Chris B – you have an amazing memory for details! Yeah, I’m sure it was Alexandra Bennett. And no, I don’t remember her being around after first year, either. A little dark-haired girl wth a fabulous talent for writing, as I remember… I was always really jealous of her stuff. Heaven only knows where she is now, but I hope she’s still scribbling away somewhere.

  Ian Farrage wrote @

Am I wrong with thinking this was “Ali” Bennett, sister of “Tasha” who both left to go to the brown knickers & uniforms of Teesside High ? As far as I recall they were both very lady like girls, way too good for Conyers anyway.

  bobfischer wrote @

Yep, that’s her! And you’re right, she did well to get away. We’d only have dragged her down to our level.

  Mark Hirst wrote @

Not allowed to mark in red ink? Urban myth I’m afraid. I love it! There’s no legislation banning it and no good reason to do so, in my opinion. No doubt the Evening Gazette will ring me up for a pithy quote sometime.

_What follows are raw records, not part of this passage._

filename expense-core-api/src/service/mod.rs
pub mod financial_record_service;

pub use financial_record_service::*;
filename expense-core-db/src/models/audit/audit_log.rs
use chrono::{DateTime, Utc};
use serde::{Deserialize, Serialize};
use uuid::Uuid;
use sqlx::FromRow;
use crate::models::Identifiable;

/// # Documentation
/// - One audit log per unit of work: a record creation or a status decision.
/// - `updated_by_person_id` is the record owner on creation and the approver on a status change.
/// - The record row and its audit snapshot both reference the audit log of the change.
#[derive(Debug, Clone, PartialEq, Eq, Serialize, Deserialize, FromRow)]
pub struct AuditLogModel {
    pub id: Uuid,
    pub updated_at: DateTime<Utc>,
    pub updated_by_person_id: Uuid,
}

impl AuditLogModel {
    pub fn new(updated_by_person_id: Uuid, updated_at: DateTime<Utc>) -> Self {
        Self {
            id: Uuid::new_v4(),
            updated_at,
            updated_by_person_id,
        }
    }
}

impl Identifiable for AuditLogModel {
    fn get_id(&self) -> Uuid {
        self.id
    }
}
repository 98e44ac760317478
use expense_core_db::models::audit::AuditLogModel;
use std::collections::HashMap;
use uuid::Uuid;

use crate::executor::Executor;

pub async fn load_batch_impl(
    executor: &Executor,
    ids: &[Uuid],
) -> Result<Vec<Option<AuditLogModel>>, Box<dyn std::error::Error + Send + Sync>> {
    if ids.is_empty() {
        return Ok(vec![]);
    }

    let query = sqlx::query_as::<_, AuditLogModel>(
        r#"
        SELECT id, updated_at, updated_by_person_id
        FROM audit_log
        WHERE id = ANY($1)
        "#,
    )
    .bind(ids);

    let mut tx = executor.tx.lock().await;
    let transaction = tx.as_mut().ok_or("Transaction has been consumed")?;
    let rows = query.fetch_all(&mut **transaction).await?;

    let mut map: HashMap<Uuid, AuditLogModel> = rows
        .into_iter()
        .map(|model| (model.id, model))
        .collect();

    // same order as the requested ids
    Ok(ids.iter().map(|id| map.remove(id)).collect())
}
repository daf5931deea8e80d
use actix_web::HttpResponse;

/// GET /health_check
pub async fn health_check() -> HttpResponse {
    tracing::debug!("Health check endpoint called");
    HttpResponse::Ok().body("OK")
}
//! Tests against a live PostgreSQL server configured in `configuration.yaml`.
//! Each test creates its own database and applies the migrations.

use std::net::TcpListener;
use std::sync::Arc;

use serde_json::{json, Value};
use sqlx::{Connection, Executor, PgConnection, PgPool, Row};
use token_auth::auth::PasswordHasher;
use token_auth::clock::SystemClock;
use token_auth::configuration::{get_configuration, DatabaseSettings};
use token_auth::error::{AppError, DatabaseError};
use token_auth::startup::run;
use token_auth::store::{PgUserStore, UserStore};

pub struct TestApp {
    pub address: String,
    pub db_pool: PgPool,
}

async fn spawn_app() -> TestApp {
    let listener = TcpListener::bind("127.0.0.1:0")
        .expect("Failed to bind random port");
    let port = listener.local_addr().unwrap().port();
    let address = format!("http://127.0.0.1:{}", port);

    let connection_pool = fresh_database().await;
    let jwt_config = get_configuration()
        .expect("Failed to read configuration.")
        .jwt;

    let server = run(
        listener,
        Arc::new(PgUserStore::new(connection_pool.clone())),
        jwt_config,
        PasswordHasher::new(4),
        Arc::new(SystemClock),
    )
    .expect("Failed to bind address");
    let _ = tokio::spawn(server);

    TestApp {
        address,
        db_pool: connection_pool,
    }
}

async fn fresh_database() -> PgPool {
    let mut configuration = get_configuration().expect("Failed to read configuration.");
    configuration.database.database_name = uuid::Uuid::new_v4().to_string();
    configure_database(&configuration.database).await
}

pub async fn configure_database(config: &DatabaseSettings) -> PgPool {
    // Create database
    let mut connection = PgConnection::connect(&config.connection_string_without_db())
        .await
        .expect("Failed to connect to Postgres");
    connection
        .execute(&*format!(r#"CREATE DATABASE "{}";"#, config.database_name))
        .await
        .expect("Failed to create database.");
    // Migrate database
    let connection_pool = PgPool::connect(&config.connection_string())
        .await
        .expect("Failed to connect to Postgres.");
    sqlx::migrate!("./migrations")
        .run(&connection_pool)
        .await
        .expect("Failed to migrate the database.");
    connection_pool
}

async fn stored_refresh_hash(pool: &PgPool, email: &str) -> Option<String> {
    sqlx::query("SELECT refresh_token_hash FROM users WHERE email = $1")
        .bind(email)
        .fetch_one(pool)
        .await
        .expect("Failed to fetch user")
        .get("refresh_token_hash")
}

// --- Store Tests ---

#[tokio::test]
async fn create_and_find_user() {
    let store = PgUserStore::new(fresh_database().await);

    let created = store.create_user("a@b.com", "hash").await.unwrap();
    assert!(!created.is_logged_in());

    let by_email = store.find_by_email("a@b.com").await.unwrap().unwrap();
    let by_id = store.find_by_id(created.id).await.unwrap().unwrap();
    assert_eq!(by_email.id, created.id);
    assert_eq!(by_id.email, "a@b.com");
    assert_eq!(by_id.password_hash, "hash");

    assert!(store.find_by_email("nope@x.com").await.unwrap().is_none());
    assert!(store.find_by_id(created.id + 1).await.unwrap().is_none());
}

#[tokio::test]
async fn unique_violation_becomes_duplicate_email() {
    let pool = fresh_database().await;
    let store = PgUserStore::new(pool.clone());
    store.create_user("a@b.com", "hash").await.unwrap();

    let err = store.create_user("a@b.com", "other").await.unwrap_err();
    assert!(err.is_duplicate_email());

    let count: i64 = sqlx::query("SELECT COUNT(*) AS count FROM users")
        .fetch_one(&pool)
        .await
        .unwrap()
        .get("count");
    assert_eq!(count, 1);
}

#[tokio::test]
async fn clear_refresh_hash_only_reports_actual_clears() {
    let store = PgUserStore::new(fresh_database().await);
    let user = store.create_user("a@b.com", "hash").await.unwrap();

    assert!(!store.clear_refresh_hash(user.id).await.unwrap());

    store.update_refresh_hash(user.id, "rt-hash").await.unwrap();
    let stored = store.find_by_id(user.id).await.unwrap().unwrap();
    assert_eq!(stored.refresh_token_hash.as_deref(), Some("rt-hash"));

    assert!(store.clear_refresh_hash(user.id).await.unwrap());
    assert!(!store.clear_refresh_hash(user.id).await.unwrap());
    assert!(!store.clear_refresh_hash(user.id + 100).await.unwrap());

    let stored = store.find_by_id(user.id).await.unwrap().unwrap();
    assert!(!stored.is_logged_in());
}

#[tokio::test]
async fn update_refresh_hash_overwrites_and_bumps_updated_at() {
    let pool = fresh_database().await;
    let store = PgUserStore::new(pool.clone());
    let user = store.create_user("a@b.com", "hash").await.unwrap();

    store.update_refresh_hash(user.id, "first").await.unwrap();
    store.update_refresh_hash(user.id, "second").await.unwrap();

    let row = sqlx::query(
        "SELECT refresh_token_hash, updated_at >= created_at AS bumped FROM users WHERE id = $1",
    )
    .bind(user.id)
    .fetch_one(&pool)
    .await
    .unwrap();
    assert_eq!(row.get::<Option<String>, _>("refresh_token_hash").as_deref(), Some("second"));
    assert!(row.get::<bool, _>("bumped"));
}

#[tokio::test]
async fn update_refresh_hash_for_unknown_user_fails() {
    let store = PgUserStore::new(fresh_database().await);

    let err = store.update_refresh_hash(42, "rt-hash").await.unwrap_err();
    assert!(matches!(err, AppError::Database(DatabaseError::NotFound(_))));
}

// --- HTTP Flow Tests ---

#[tokio::test]
async fn duplicate_signup_returns_409_against_postgres() {
    let app = spawn_app().await;
    let client = reqwest::Client::new();
    let body = json!({"email": "a@b.com", "password": "secret"});

    let first = client
        .post(&format!("{}/auth/local/signup", &app.address))
        .json(&body)
        .send()
        .await
        .expect("Failed to execute request.");
    assert_eq!(201, first.status().as_u16());
    assert!(stored_refresh_hash(&app.db_pool, "a@b.com").await.is_some());

    let second = client
        .post(&format!("{}/auth/local/signup", &app.address))
        .json(&body)
        .send()
        .await
        .expect("Failed to execute request.");
    assert_eq!(409, second.status().as_u16());
}

#[tokio::test]
async fn refresh_rotation_and_double_logout_against_postgres() {
    let app = spawn_app().await;
    let client = reqwest::Client::new();

    let p1: Value = client
        .post(&format!("{}/auth/local/signup", &app.address))
        .json(&json!({"email": "a@b.com", "password": "secret"}))
        .send()
        .await
        .expect("Failed to execute request.")
        .json()
        .await
        .expect("Failed to parse response");
    let p1_refresh = p1["refresh_token"].as_str().unwrap().to_string();
    let hash_after_signup = stored_refresh_hash(&app.db_pool, "a@b.com").await;

    let response = client
        .post(&format!("{}/auth/refresh", &app.address))
        .bearer_auth(&p1_refresh)
        .send()
        .await
        .expect("Failed to execute request.");
    assert_eq!(200, response.status().as_u16());
    let p2: Value = response.json().await.unwrap();
    assert_ne!(stored_refresh_hash(&app.db_pool, "a@b.com").await, hash_after_signup);

    let stale = client
        .post(&format!("{}/auth/refresh", &app.address))
        .bearer_auth(&p1_refresh)
        .send()
        .await
        .expect("Failed to execute request.");
    assert_eq!(403, stale.status().as_u16());

    let access = p2["access_token"].as_str().unwrap();
    for _ in 0..2 {
        let response = client
            .post(&format!("{}/auth/logout", &app.address))
            .bearer_auth(access)
            .send()
            .await
            .expect("Failed to execute request.");
        assert_eq!(200, response.status().as_u16());
    }
    assert!(stored_refresh_hash(&app.db_pool, "a@b.com").await.is_none());
}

That said, a lot of the `new breed` of teacher prefer not to use red as it apparently can be interpreted as `aggressive`.

How writing “Excellent work!” in red ink can be deemed `aggressive` I don’t know?
It’s a big bright celebration of achievement!!

Similarly, “Fischer, I have never read such shite!” scrawled at the bottom of a piece of work, carries far less impact if written in `calming` green.

Call me `old school` but it’s red all the way for me!

  bobfischer wrote @

Delighted to hear it, Mr H! And ‘calming green’??!?!? What madness is this? There should be nothing calming about anybody’s schooldays. They should be a relentless fourteen-year assault of terror, mental intimidation, snot, early morning rugby and being dangled off the edge of waterfalls.

That’s what made me the man I am today. *twitch*

  Mark Hirst wrote @

Well said Bob! Glad you kept your head down and learnt something.

Imagine if we’d singled you out for special treatment though? Your formative years wouldn’t have been such a hedonistic jaunt!

(Looking back though, I might have moderated the waterfall stunt and made it exclusive to the likes of Slack, Mason and Herbert.)

  bobfischer wrote @

I learnt that, and the word ‘Meniscus’. Not bad for fourteen years of schooling.